En materia de cría, la ley española ya establecía que la reproducción debía hacerse de forma responsable y prohibía determinadas prácticas, pero el reglamento europeo lo detalla más y fija límites concretos: se prohíbe cruzar animales con parentesco cercano para evitar la práctica de la endogamia y se establecen condiciones más estrictas sobre la edad adecuada y el momento de reproducción.

Por otra parte, el reglamento europeo establece una edad mínima de separación entre madre y crías de ocho semanas para los perros y doce para las camadas de gatos. En la norma española se establecía como normal general ocho semanas para perros y gatos, por lo que en este caso habrá que aplicar la europea al ser más restrictiva en el caso de los felinos.

Convivencia doméstica

La Ley de Bienestar Animal establece unas condiciones de habitabilidad y convivencia digna para las mascotas

En este apartado sí que concreta más la norma española, que obliga a garantizar unas condiciones mínimas de bienestar para nuestros animales: un espacio suficiente y bien ventilado, unos cuidados veterinarios dignos y alimentación y agua en condiciones. No permite dejar a los perros solos más de 24 horas ni más de 72 en el caso de los gatos. Y prohíbe que las mascotas habiten de forma habitual en terrazas, patios o trasteros.
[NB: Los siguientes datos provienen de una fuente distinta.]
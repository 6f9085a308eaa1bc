//! Builds the full-size fragment for one thing.

use glam::{Mat4, Vec2, Vec3};

use super::SpriteFrag;
use crate::config::SpriteConfig;
use crate::defs::{MobjFlags, SpriteTable};
use crate::renderer::{DrawPipeline, SemiTransparency};
use crate::sim::Anim;
use crate::world::{
    Camera, Rgb, TextureBank, TextureError,
    camera::{clip_depth, to_render},
};

/// What the fragment builder needs to know about a thing.
#[derive(Clone, Copy, Debug)]
pub(crate) struct ThingSprite {
    /// Interpolated map position, z = bottom of the thing.
    pub pos: Vec3,
    pub angle: f32,
    pub anim: Anim,
    pub flags: MobjFlags,
}

/// Pipeline and blend strength for a thing's flags.  The first matching
/// rule wins.
pub(crate) fn blend_mode(flags: MobjFlags) -> (DrawPipeline, SemiTransparency) {
    if flags.contains(MobjFlags::BLEND_MODE_BIT1) {
        let rgb = if flags.contains(MobjFlags::BLEND_MODE_BIT2) { 32 } else { 128 };
        (
            DrawPipeline::SpriteAdditive,
            SemiTransparency::new(rgb, rgb, rgb, 128),
        )
    } else if flags.contains(MobjFlags::BLEND_MODE_BIT2) {
        (DrawPipeline::SpriteSubtractive, SemiTransparency::FULL)
    } else if flags.contains(MobjFlags::BLEND_ON) {
        (
            DrawPipeline::SpriteAlpha,
            SemiTransparency::new(128, 128, 128, 64),
        )
    } else {
        (DrawPipeline::SpriteMasked, SemiTransparency::FULL)
    }
}

/// Camera-facing quad covering the whole sprite image of `thing`.
///
/// Returns `Ok(None)` when the thing's frame has no image.  `light` is the
/// sector draw colour at the thing's height.
pub(crate) fn init_frag(
    cfg: &SpriteConfig,
    camera: &Camera,
    view_proj: &Mat4,
    sprites: &SpriteTable,
    textures: &mut TextureBank,
    thing: &ThingSprite,
    light: Rgb,
) -> Result<Option<SpriteFrag>, TextureError> {
    let Some(frame) = sprites.frame(thing.anim.sprite, thing.anim.frame) else {
        return Ok(None);
    };

    let to_thing = thing.pos.truncate() - camera.pos().truncate();
    let view_angle = to_thing.y.atan2(to_thing.x);
    let (tex_id, flipped) = frame.variant(view_angle, thing.angle);

    let tex = textures.cache(tex_id)?;
    let Some(window) = tex.window() else {
        return Err(TextureError::BadId(tex_id));
    };

    let (w, h) = (tex.w as f32, tex.h as f32);
    let width = w * cfg.aspect;
    let offset_x = if flipped {
        (-w + tex.offset_x as f32) * cfg.aspect
    } else {
        -(tex.offset_x as f32) * cfg.aspect
    };
    let offset_y = -h + tex.offset_y as f32;

    let right = camera.billboard_right();
    let anchor = thing.pos.truncate();
    let p1: Vec2 = anchor + right * offset_x;
    let p2 = p1 + right * width;
    let yb = thing.pos.z + offset_y;

    let (mut ul, mut ur) = (0.0, w);
    if flipped {
        std::mem::swap(&mut ul, &mut ur);
    }

    let (pipeline, st_mul) = blend_mode(thing.flags);
    let color = if thing.anim.fullbright() { Rgb::FULLBRIGHT } else { light };

    Ok(Some(SpriteFrag {
        next: None,
        depth: clip_depth(view_proj, to_render(thing.pos)),
        p1,
        p2,
        yt: yb + h,
        yb,
        ul,
        ur,
        vt: 0.0,
        vb: h,
        window,
        color,
        st_mul,
        pipeline,
    }))
}

#[cfg(test)]
mod tests {
    use super::*;
    use crate::defs::{FF_FULLBRIGHT, SpriteDef, SpriteFrame};
    use crate::world::Texture;
    use std::f32::consts::{FRAC_PI_2, PI};

    struct Fixture {
        cfg: SpriteConfig,
        camera: Camera,
        sprites: SpriteTable,
        textures: TextureBank,
    }

    /// Viewer at the origin looking east; one 40×56 sprite with its origin
    /// at the bottom centre.
    fn fixture(flip: bool) -> Fixture {
        let mut textures = TextureBank::default_with_checker();
        let tex = textures
            .insert("TROOA1", Texture::new("TROOA1", 40, 56, 20, 56))
            .unwrap();
        let mut sprites = SpriteTable::default();
        sprites.push(SpriteDef {
            frames: vec![SpriteFrame::single(tex, flip)],
        });
        Fixture {
            cfg: SpriteConfig::default(),
            camera: Camera::new(Vec3::new(0.0, 0.0, 41.0), 0.0, FRAC_PI_2),
            sprites,
            textures,
        }
    }

    fn thing(frame: u16, flags: MobjFlags) -> ThingSprite {
        ThingSprite {
            pos: Vec3::new(200.0, 0.0, 8.0),
            angle: PI,
            anim: Anim::new(0, frame),
            flags,
        }
    }

    fn build(f: &mut Fixture, t: &ThingSprite) -> SpriteFrag {
        let vp = f.camera.view_proj();
        init_frag(&f.cfg, &f.camera, &vp, &f.sprites, &mut f.textures, t, Rgb::splat(64))
            .unwrap()
            .unwrap()
    }

    #[test]
    fn billboard_is_centred_on_the_anchor() {
        let mut f = fixture(false);
        let frag = build(&mut f, &thing(0, MobjFlags::empty()));
        // facing east the billboard runs north to south
        assert_eq!(frag.p1, Vec2::new(200.0, 16.0));
        assert_eq!(frag.p2, Vec2::new(200.0, -16.0));
        assert_eq!((frag.yb, frag.yt), (8.0, 64.0));
        assert_eq!((frag.ul, frag.ur, frag.vt, frag.vb), (0.0, 40.0, 0.0, 56.0));
        assert_eq!(frag.color, Rgb::splat(64));
        assert_eq!(frag.pipeline, DrawPipeline::SpriteMasked);
        assert_eq!(frag.next, None);
    }

    #[test]
    fn depth_is_the_transformed_anchor() {
        let mut f = fixture(false);
        let t = thing(0, MobjFlags::empty());
        let frag = build(&mut f, &t);
        let vp = f.camera.view_proj();
        assert_eq!(frag.depth, clip_depth(&vp, to_render(t.pos)));
    }

    #[test]
    fn flipped_sprite_swaps_u_and_mirrors_offset() {
        let mut f = fixture(true);
        let frag = build(&mut f, &thing(0, MobjFlags::empty()));
        assert_eq!((frag.ul, frag.ur), (40.0, 0.0));
        // symmetric origin: same extent as unflipped
        assert_eq!(frag.p1, Vec2::new(200.0, 16.0));
        assert_eq!(frag.p2, Vec2::new(200.0, -16.0));
    }

    #[test]
    fn fullbright_frame_ignores_sector_light() {
        let mut f = fixture(false);
        let frag = build(&mut f, &thing(FF_FULLBRIGHT, MobjFlags::empty()));
        assert_eq!(frag.color, Rgb::new(128, 128, 128));
    }

    #[test]
    fn blend_flags_are_prioritised() {
        use MobjFlags as F;
        assert_eq!(blend_mode(F::empty()), (DrawPipeline::SpriteMasked, SemiTransparency::FULL));
        assert_eq!(
            blend_mode(F::BLEND_ON),
            (DrawPipeline::SpriteAlpha, SemiTransparency::new(128, 128, 128, 64))
        );
        assert_eq!(
            blend_mode(F::BLEND_ON | F::BLEND_MODE_BIT2),
            (DrawPipeline::SpriteSubtractive, SemiTransparency::FULL)
        );
        assert_eq!(
            blend_mode(F::BLEND_ON | F::BLEND_MODE_BIT1),
            (DrawPipeline::SpriteAdditive, SemiTransparency::FULL)
        );
        assert_eq!(
            blend_mode(F::ALL_BLEND_FLAGS),
            (DrawPipeline::SpriteAdditive, SemiTransparency::new(32, 32, 32, 128))
        );
    }

    #[test]
    fn missing_frame_yields_nothing() {
        let mut f = fixture(false);
        let vp = f.camera.view_proj();
        let t = thing(3, MobjFlags::empty());
        let res = init_frag(&f.cfg, &f.camera, &vp, &f.sprites, &mut f.textures, &t, Rgb::WHITE);
        assert_eq!(res, Ok(None));
    }

    #[test]
    fn texture_larger_than_atlas_is_an_error() {
        let mut f = fixture(false);
        f.textures = TextureBank::with_atlas(Texture::default(), 32, 32);
        let big = f.textures.insert("BIG", Texture::new("BIG", 64, 64, 0, 0)).unwrap();
        f.sprites = SpriteTable::default();
        f.sprites.push(SpriteDef {
            frames: vec![SpriteFrame::single(big, false)],
        });
        let vp = f.camera.view_proj();
        let res = init_frag(&f.cfg, &f.camera, &vp, &f.sprites, &mut f.textures, &thing(0, MobjFlags::empty()), Rgb::WHITE);
        assert_eq!(res, Err(TextureError::TooLarge { id: big, w: 64, h: 64 }));
    }
}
La normativa introduce además la obligatoriedad de hacer un curso de tenencia para nuevos titulares de perros, algo que sin embargo no contempla el reglamento europeo, pero que España puede seguir manteniendo.

Collares de castigo y mutilaciones

Ambas normativas son muy claras a este respecto y prohíben mutilar orejas o rabos por razones estéticas y sin justificación médica. Prohíben asimismo cualquier otra práctica que genere sufrimiento en los animales. En el caso de la norma europea se especifica, además, que queda prohibido exhibir en concursos y exposiciones a animales mutilados. Además, en el caso de los collares de castigo es más explícita que la española, al concretar más los dispositivos prohibidos entre los que figuran los collares de pinchos o los de estrangulamiento sin sistemas de seguridad que no eviten ahogos o lesiones.

Perros de caza y trabajo

En este apartado la norma europea sí que es más restrictiva que la nacional, que dejó fuera de algunas regulaciones a los perros de caza, rescate, pastoreo o de trabajo para las fuerzas de seguridad. En el enfoque europeo, sin embargo, no se hace distinción según la función de los canes y quedan todos igualmente protegidos, aunque sí que establece que algunas funciones requerirán adaptaciones específicas, como en el caso de los perros de los cuerpos de seguridad en los que se establecen especificidades en el adiestramiento o en el registro; o en los perros de pastoreo, en los que también hay concreciones respecto a los espacios de habitabilidad o condiciones ambientales.

En cuanto a los perros de rescate o caza, en cambio, la norma europea no contempla diferencias respecto al sistema de protección general establecido.

Otro elemento clave es el calendario por el que se regirá la aplicación. El reglamento europeo se implantará de forma progresiva y los tiempos pueden alargarse hasta 15 años. Los cambios, por tanto, no serán inmediatos pero sí escalonados y obligatorios a medio y largo plazo.